● EXERCISE DIRECTIONS
A copy is needed of each line in the records that has the word "builder".

● ENTRIES SUPPLIED
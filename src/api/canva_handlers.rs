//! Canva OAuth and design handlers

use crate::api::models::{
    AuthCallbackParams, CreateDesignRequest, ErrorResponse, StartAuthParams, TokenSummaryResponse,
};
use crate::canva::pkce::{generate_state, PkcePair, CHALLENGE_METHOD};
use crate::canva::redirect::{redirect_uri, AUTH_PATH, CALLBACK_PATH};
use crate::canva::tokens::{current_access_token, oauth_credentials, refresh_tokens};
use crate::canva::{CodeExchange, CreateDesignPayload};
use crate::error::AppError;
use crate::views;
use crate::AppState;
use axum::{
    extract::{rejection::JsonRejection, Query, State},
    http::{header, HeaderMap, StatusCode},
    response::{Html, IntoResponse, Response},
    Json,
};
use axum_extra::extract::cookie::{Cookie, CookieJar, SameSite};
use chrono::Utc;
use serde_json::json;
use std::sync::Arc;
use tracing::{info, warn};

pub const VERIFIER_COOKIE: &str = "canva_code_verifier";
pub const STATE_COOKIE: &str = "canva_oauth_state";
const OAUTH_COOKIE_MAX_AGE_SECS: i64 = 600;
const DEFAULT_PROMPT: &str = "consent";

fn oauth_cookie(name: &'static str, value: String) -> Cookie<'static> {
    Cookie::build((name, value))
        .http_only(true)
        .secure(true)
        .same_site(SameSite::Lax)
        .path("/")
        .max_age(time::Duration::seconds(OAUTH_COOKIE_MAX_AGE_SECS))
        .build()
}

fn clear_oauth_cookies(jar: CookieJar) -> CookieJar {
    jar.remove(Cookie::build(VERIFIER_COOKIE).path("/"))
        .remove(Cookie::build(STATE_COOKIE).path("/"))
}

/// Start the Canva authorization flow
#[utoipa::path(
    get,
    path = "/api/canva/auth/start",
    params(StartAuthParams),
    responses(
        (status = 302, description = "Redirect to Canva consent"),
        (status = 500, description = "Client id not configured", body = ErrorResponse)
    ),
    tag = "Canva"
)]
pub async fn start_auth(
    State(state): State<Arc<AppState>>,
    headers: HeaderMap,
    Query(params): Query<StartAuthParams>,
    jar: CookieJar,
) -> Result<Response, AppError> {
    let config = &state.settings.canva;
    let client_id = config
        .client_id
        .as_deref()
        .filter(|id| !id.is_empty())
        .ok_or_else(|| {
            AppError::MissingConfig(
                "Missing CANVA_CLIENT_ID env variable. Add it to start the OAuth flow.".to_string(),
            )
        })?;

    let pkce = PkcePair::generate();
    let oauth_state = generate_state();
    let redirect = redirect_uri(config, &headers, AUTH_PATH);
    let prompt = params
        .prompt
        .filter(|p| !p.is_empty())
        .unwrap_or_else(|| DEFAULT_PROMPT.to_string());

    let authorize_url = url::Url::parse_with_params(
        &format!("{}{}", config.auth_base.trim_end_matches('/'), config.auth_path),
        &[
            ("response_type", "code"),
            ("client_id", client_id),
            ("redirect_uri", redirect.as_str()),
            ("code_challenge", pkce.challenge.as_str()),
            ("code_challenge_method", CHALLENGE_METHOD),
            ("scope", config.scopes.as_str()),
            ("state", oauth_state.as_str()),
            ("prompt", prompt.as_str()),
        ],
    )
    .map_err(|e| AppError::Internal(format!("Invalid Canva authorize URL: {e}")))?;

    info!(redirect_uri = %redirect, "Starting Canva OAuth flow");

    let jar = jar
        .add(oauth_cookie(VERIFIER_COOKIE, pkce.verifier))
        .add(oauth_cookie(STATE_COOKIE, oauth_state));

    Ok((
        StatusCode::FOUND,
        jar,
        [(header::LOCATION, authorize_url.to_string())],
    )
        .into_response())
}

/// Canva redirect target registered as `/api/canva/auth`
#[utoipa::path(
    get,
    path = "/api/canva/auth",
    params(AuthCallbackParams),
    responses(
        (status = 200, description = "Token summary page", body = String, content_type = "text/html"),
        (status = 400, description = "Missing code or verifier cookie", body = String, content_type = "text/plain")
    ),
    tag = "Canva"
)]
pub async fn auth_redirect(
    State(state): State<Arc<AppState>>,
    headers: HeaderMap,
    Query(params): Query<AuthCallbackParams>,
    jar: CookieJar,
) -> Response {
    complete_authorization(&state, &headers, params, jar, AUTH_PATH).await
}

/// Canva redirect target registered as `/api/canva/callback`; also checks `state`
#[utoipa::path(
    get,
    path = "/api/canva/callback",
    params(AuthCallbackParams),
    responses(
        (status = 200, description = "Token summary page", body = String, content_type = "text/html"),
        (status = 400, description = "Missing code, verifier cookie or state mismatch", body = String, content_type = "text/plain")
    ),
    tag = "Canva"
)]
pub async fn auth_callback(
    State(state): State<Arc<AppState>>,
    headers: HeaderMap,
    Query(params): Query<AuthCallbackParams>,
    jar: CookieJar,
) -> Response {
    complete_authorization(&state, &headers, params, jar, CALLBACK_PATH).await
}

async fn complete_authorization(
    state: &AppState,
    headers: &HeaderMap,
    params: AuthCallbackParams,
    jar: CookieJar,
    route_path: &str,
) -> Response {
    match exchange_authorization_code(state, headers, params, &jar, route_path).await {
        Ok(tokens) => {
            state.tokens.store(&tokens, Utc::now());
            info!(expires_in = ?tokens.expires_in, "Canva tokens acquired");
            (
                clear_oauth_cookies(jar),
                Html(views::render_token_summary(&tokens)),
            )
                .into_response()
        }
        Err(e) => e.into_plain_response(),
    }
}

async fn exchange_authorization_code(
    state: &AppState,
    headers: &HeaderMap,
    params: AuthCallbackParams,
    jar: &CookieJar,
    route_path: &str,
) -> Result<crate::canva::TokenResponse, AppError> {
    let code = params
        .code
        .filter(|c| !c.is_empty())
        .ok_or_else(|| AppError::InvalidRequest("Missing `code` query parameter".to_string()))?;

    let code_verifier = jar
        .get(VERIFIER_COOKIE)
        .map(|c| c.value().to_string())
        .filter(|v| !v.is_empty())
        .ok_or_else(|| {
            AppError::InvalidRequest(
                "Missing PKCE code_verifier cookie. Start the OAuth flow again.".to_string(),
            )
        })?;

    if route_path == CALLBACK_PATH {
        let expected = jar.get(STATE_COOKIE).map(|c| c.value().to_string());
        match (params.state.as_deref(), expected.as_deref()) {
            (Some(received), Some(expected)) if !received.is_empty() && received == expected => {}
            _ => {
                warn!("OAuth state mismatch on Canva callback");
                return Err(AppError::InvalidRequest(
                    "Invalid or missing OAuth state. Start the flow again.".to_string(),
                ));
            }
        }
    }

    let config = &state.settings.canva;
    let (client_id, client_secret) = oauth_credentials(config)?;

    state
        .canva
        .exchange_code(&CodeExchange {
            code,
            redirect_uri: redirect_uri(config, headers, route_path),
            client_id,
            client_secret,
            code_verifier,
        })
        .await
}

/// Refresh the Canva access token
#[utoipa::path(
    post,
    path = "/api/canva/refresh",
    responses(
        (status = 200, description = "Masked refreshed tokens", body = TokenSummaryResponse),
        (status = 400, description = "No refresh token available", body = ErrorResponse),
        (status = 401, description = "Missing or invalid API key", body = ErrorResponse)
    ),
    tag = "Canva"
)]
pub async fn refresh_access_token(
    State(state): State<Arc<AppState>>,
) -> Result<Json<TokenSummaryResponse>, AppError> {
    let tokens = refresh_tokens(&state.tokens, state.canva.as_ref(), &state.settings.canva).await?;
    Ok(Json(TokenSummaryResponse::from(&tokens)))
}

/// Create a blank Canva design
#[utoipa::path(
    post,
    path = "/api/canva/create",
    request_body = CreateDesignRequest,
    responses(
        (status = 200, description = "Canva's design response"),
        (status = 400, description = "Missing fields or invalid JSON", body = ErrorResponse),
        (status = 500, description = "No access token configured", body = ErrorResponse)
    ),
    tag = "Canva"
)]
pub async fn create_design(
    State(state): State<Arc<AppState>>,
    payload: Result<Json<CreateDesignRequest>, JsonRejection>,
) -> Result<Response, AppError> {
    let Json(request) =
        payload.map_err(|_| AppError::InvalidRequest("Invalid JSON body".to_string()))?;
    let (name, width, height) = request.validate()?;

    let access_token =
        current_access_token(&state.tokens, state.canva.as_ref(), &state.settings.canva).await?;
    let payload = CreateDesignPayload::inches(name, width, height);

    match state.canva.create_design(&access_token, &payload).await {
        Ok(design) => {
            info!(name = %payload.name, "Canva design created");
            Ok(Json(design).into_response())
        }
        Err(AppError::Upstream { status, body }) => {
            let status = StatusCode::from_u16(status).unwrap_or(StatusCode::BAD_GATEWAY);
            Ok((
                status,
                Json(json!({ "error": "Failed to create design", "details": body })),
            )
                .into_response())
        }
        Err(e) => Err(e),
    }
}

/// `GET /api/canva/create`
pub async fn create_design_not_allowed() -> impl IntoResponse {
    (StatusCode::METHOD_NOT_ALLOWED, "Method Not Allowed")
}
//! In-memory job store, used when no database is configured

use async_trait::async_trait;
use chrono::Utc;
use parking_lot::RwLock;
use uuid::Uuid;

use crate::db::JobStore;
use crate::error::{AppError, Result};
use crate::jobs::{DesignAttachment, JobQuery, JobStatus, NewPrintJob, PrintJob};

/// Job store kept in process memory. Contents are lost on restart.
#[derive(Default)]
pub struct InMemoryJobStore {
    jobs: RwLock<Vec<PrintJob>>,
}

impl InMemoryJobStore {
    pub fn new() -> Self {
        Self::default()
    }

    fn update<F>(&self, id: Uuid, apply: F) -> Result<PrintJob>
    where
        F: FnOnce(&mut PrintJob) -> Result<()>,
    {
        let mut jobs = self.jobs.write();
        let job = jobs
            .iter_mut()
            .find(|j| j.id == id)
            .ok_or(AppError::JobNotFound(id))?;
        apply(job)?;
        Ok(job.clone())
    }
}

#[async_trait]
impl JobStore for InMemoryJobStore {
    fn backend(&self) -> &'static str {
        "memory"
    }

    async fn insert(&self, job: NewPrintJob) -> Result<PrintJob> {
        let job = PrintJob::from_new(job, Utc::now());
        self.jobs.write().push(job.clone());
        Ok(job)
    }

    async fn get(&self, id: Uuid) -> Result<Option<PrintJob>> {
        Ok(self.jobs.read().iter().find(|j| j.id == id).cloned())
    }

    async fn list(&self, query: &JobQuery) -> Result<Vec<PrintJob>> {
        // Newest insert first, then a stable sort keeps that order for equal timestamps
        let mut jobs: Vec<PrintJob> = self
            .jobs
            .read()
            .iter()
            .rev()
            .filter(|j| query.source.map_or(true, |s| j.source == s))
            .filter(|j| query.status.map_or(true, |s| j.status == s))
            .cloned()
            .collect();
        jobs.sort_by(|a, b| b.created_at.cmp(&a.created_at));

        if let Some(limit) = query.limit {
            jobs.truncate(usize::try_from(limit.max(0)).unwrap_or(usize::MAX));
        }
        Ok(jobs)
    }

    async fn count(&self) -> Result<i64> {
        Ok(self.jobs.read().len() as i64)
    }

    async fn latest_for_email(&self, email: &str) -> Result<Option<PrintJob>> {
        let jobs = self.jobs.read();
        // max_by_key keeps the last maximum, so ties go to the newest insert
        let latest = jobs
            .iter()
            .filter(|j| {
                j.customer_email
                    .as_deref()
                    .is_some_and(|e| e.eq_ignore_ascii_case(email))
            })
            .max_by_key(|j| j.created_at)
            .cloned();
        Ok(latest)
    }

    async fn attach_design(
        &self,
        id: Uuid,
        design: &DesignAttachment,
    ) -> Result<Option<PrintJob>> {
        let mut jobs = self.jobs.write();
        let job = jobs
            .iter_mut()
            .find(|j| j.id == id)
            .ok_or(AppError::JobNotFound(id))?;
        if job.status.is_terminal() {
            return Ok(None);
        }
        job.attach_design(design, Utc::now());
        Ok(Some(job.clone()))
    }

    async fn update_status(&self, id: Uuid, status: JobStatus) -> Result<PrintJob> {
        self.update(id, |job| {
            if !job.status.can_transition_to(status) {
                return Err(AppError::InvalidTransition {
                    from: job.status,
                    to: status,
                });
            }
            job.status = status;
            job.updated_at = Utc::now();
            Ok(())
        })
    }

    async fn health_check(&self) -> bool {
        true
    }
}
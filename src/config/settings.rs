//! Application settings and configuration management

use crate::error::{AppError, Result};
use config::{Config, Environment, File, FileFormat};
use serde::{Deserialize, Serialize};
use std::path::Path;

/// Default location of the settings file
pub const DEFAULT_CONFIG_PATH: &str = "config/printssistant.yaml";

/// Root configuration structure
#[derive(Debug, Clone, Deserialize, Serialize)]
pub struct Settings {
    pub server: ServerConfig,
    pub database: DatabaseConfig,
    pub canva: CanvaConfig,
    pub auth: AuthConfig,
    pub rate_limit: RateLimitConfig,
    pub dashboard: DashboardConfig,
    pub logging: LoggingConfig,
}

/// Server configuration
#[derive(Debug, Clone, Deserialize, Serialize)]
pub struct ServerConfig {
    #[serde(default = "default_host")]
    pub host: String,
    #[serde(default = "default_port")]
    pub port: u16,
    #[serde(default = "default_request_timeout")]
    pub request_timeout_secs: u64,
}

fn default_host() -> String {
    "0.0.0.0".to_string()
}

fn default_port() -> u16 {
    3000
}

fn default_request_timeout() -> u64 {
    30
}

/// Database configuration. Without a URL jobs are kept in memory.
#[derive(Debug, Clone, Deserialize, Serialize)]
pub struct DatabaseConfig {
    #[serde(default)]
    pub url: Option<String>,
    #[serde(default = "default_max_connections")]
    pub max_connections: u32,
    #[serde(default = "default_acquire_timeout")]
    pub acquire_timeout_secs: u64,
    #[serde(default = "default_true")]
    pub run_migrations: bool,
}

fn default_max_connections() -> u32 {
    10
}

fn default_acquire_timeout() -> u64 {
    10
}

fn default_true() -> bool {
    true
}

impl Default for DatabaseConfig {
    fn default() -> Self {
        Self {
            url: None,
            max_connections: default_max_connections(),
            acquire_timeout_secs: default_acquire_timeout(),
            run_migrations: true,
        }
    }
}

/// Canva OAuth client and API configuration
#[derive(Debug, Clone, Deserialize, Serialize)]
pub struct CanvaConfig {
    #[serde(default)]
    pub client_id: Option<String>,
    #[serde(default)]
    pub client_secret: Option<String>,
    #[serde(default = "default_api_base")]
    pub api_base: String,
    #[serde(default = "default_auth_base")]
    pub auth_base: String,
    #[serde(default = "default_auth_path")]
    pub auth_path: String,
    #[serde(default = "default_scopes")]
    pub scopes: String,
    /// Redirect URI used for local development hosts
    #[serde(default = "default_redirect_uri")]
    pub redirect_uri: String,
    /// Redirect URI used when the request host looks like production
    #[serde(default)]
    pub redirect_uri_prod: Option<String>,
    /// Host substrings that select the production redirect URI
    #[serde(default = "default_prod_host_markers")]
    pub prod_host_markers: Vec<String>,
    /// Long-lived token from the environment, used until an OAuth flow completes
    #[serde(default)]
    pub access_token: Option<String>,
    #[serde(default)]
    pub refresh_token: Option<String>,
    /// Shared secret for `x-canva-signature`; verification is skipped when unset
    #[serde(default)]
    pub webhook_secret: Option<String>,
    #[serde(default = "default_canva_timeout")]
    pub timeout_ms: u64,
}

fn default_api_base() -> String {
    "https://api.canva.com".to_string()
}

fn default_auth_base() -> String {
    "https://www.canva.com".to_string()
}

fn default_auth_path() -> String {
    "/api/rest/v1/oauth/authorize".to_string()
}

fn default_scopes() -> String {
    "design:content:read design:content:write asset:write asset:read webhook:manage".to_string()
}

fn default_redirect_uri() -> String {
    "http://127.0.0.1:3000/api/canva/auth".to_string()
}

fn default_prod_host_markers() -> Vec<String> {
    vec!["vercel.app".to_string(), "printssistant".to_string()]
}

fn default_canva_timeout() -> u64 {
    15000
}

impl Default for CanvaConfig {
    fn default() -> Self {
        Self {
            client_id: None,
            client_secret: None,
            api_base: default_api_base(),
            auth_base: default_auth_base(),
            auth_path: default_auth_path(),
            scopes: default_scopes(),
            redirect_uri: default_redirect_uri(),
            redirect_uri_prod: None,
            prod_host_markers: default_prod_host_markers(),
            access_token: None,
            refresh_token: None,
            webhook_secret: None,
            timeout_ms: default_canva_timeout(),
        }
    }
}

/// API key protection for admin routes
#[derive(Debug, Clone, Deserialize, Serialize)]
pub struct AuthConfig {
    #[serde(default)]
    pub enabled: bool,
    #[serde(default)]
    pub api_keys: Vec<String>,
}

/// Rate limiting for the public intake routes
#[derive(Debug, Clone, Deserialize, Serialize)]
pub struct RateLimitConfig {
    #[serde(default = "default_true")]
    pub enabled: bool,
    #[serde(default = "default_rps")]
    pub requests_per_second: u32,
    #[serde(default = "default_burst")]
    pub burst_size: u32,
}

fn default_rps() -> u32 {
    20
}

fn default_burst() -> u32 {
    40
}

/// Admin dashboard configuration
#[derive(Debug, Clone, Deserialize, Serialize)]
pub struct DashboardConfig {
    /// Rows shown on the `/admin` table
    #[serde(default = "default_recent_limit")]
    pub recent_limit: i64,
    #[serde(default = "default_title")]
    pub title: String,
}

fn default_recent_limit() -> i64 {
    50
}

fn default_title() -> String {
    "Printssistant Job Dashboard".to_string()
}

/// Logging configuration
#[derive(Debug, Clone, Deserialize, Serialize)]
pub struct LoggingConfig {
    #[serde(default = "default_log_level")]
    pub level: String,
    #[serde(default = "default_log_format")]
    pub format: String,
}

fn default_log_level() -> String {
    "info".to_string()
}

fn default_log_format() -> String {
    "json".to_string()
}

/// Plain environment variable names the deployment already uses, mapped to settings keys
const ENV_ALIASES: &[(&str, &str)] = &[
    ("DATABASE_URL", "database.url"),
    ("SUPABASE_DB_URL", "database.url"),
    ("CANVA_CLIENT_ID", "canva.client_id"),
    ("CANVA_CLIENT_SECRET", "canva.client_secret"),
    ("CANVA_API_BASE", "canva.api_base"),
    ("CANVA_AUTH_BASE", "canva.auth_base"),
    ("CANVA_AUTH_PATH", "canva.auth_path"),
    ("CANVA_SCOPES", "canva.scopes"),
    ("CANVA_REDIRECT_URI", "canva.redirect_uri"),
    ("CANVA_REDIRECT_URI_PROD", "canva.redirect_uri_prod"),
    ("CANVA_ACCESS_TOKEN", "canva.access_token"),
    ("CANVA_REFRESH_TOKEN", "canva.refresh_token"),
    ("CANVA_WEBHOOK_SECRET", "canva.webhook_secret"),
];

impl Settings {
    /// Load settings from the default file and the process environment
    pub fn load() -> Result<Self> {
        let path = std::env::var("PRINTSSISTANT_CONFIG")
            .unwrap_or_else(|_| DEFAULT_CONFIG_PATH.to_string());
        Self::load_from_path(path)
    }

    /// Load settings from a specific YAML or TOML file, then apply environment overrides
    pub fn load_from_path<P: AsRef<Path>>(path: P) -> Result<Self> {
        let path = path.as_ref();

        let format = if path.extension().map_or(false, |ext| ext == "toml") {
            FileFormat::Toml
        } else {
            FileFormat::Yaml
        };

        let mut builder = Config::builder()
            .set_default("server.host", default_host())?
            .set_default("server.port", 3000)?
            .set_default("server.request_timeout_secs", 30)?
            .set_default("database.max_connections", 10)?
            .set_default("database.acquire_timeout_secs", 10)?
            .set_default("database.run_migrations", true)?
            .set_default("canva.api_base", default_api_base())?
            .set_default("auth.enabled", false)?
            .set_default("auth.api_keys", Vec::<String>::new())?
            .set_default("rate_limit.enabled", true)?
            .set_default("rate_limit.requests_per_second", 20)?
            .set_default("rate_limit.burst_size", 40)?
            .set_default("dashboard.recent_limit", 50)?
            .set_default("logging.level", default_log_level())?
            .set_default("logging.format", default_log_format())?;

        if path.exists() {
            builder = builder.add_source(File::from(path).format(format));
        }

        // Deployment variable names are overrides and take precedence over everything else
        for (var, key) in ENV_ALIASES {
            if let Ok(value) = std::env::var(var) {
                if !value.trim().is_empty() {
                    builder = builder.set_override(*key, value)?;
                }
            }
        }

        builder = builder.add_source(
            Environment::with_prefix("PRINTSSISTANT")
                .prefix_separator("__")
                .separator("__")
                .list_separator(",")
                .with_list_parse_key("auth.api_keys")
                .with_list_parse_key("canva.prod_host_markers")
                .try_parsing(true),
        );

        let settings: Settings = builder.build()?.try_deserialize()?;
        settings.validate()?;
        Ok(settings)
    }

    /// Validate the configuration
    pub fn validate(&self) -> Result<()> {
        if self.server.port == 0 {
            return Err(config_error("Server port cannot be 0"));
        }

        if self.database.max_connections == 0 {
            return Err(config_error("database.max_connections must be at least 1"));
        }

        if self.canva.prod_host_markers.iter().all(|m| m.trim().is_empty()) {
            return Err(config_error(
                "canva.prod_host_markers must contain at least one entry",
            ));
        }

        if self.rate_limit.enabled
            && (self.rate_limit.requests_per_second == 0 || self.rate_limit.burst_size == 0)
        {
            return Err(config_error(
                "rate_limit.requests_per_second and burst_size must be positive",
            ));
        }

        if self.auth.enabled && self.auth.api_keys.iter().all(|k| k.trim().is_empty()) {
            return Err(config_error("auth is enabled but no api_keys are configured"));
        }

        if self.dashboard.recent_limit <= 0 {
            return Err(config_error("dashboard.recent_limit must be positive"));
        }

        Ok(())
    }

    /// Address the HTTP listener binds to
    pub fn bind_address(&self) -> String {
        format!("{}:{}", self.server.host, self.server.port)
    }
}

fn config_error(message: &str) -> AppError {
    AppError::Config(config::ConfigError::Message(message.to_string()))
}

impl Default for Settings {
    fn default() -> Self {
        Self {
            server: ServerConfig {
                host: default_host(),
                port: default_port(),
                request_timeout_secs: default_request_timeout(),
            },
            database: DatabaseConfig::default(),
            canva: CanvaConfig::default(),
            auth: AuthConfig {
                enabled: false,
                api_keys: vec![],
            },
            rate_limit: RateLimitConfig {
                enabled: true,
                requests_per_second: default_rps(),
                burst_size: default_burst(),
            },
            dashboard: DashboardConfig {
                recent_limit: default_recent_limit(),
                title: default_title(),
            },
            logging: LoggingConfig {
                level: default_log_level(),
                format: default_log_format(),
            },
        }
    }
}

● ANSWER BELOW
        let mut builder = Config::builder()
            builder = builder.add_source(File::from(path).format(format));
                    builder = builder.set_override(*key, value)?;
        builder = builder.add_source(
        let settings: Settings = builder.build()?.try_deserialize()?;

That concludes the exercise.